La Navidad, escribo, es un volver a casa que inevitablemente nos hace confrontar ausencias. La ausencia de los que ya no están, pero también la ausencia de los que nunca estuvieron. ¿Es distinto el duelo por una pérdida simbólica y por una real? Decido que no.
Cuando murió mi abuela, sus hijos decidieron volver a juntarse para cenar, tras muchos años sin la nochevieja con ella. Cuando éramos un grupo de adolescentes recorriendo los tanatorios del extrarradio en autobús, no podíamos evitar llenar con chistes aquellos trayectos inacabables. Por otra parte, cuando este verano por fin me atreví a preguntar en el trabajo si alguien tenía noticias de mi alumna, la respuesta llegó por email durante una defensa de tesis y yo me tuve que tragar todas las lágrimas porque estábamos “en directo” y aquello se estaba grabando.
Mientras tanto, del lado de los vivos, las personas a las que pregunto me cuentan que han aprovechado esta vuelta a la casa de su infancia para llenar maletas y llevarse lo último que les quedaba allí; o para poner límites y decir que no van a sentarse a la mesa junto a aquel tío o aquel primo que una vez destruyó el mundo; o que simplemente no han vuelto y han aprendido a celebrar la Navidad con sus otras familias elegidas.
Es entonces que comprendo que la Navidad es siempre un duelo.
Ordeno mis notas en el avión, tratando de definir qué pueden hacer frente a esto la psicología o la literatura. Pienso en Auxilio Lacouture devorando poemas durante la masacre y me doy cuenta de que todo parece reducirse a dos tareas: una, la de buscar (en los libros, en las ficciones, en los otros) las palabras que puedan llenar el vacío. Otra, la de rodearse (de amigos, de familias, de textos). Al fin y al cabo, la literatura y la psicología son solo eso: palabras. Literatura y psicología comparten una misma tarea común, la de tratar de poner en palabras o dotar de palabras aquello que, por su naturaleza, parece no tenerlas. ¿Cómo se nombra el horror? ¿Cómo se dice la muerte? ¿Cómo se suple la ausencia? Ese es quizá el reto y el sentido de ambas: poner palabras en los lugares donde solo hay vacío. Y, una vez allí, observarlas de cerca. Construirse en las propias. Reflejarse en las ajenas.

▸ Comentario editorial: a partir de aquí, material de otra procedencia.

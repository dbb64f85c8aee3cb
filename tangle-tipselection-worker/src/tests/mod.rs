// Copyright (c) 2022 MASSA LABS <info@massa.net>

mod scenarios;
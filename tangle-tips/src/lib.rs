// Copyright (c) 2022 MASSA LABS <info@massa.net>

//! Bookkeeping of the transactions nobody approves yet.
//!
//! Tips are kept in two bounded, insertion-ordered sets: the non-solid ones
//! and the solid ones. A tip enters as non-solid, moves to the solid set when
//! solidification completes, and leaves both sets once it gets approved.
//! Inserting into a full set evicts its oldest entry.

#![warn(missing_docs)]

mod fifo;
mod tips_cache;

pub use tips_cache::TipsCache;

Entiendo (decido) que yo creo en las palabras. Como poeta, como psicóloga, como profesora: yo creo en las palabras. Porque cuando leemos, las palabras de otros nos ayudan a encontrarnos. Cuando leemos encontramos alivio o verdad. Cuando compartimos (en un texto, en terapia o en un aula) se da un tipo de magia muy concreta. Lo que estaba dentro ahora está fuera: quien escribe se desdobla y saca algo de sí; quien lee se refleja y logra ver algo de sí; o puede exteriorizarlo para que entonces otros escuchen. «Decirlo, —apuntó una alumna hace poco, analizando un poema de Lucía Sánchez Saornil— es como aceptarlo». En el poema estaba escrita la palabra suicidio, y decido que quizá creemos en las palabras porque antes creíamos en la magia.
Empiezo el 2024 en una isla, lejos de mi escritorio y de esos dos libros que esperan ser terminados. Es ahí donde, a cambio, recibo la newsletter de Patti Smith y un post de Hanif Abdurraqib que me envía mi amigo. Patti recuerda a su gata Cairo, Hanif a su amigo Tyler. Yo, por mi parte, escribo este texto que no deja de ser una forma más de recordar a mis vivos y a mis muertos. A mis escritores, a mis amistades, a mis familias. Empiezo el año sentada en la arena y no puedo evitar pedirle a mi amigo que, por favor, vaya a ver el mar.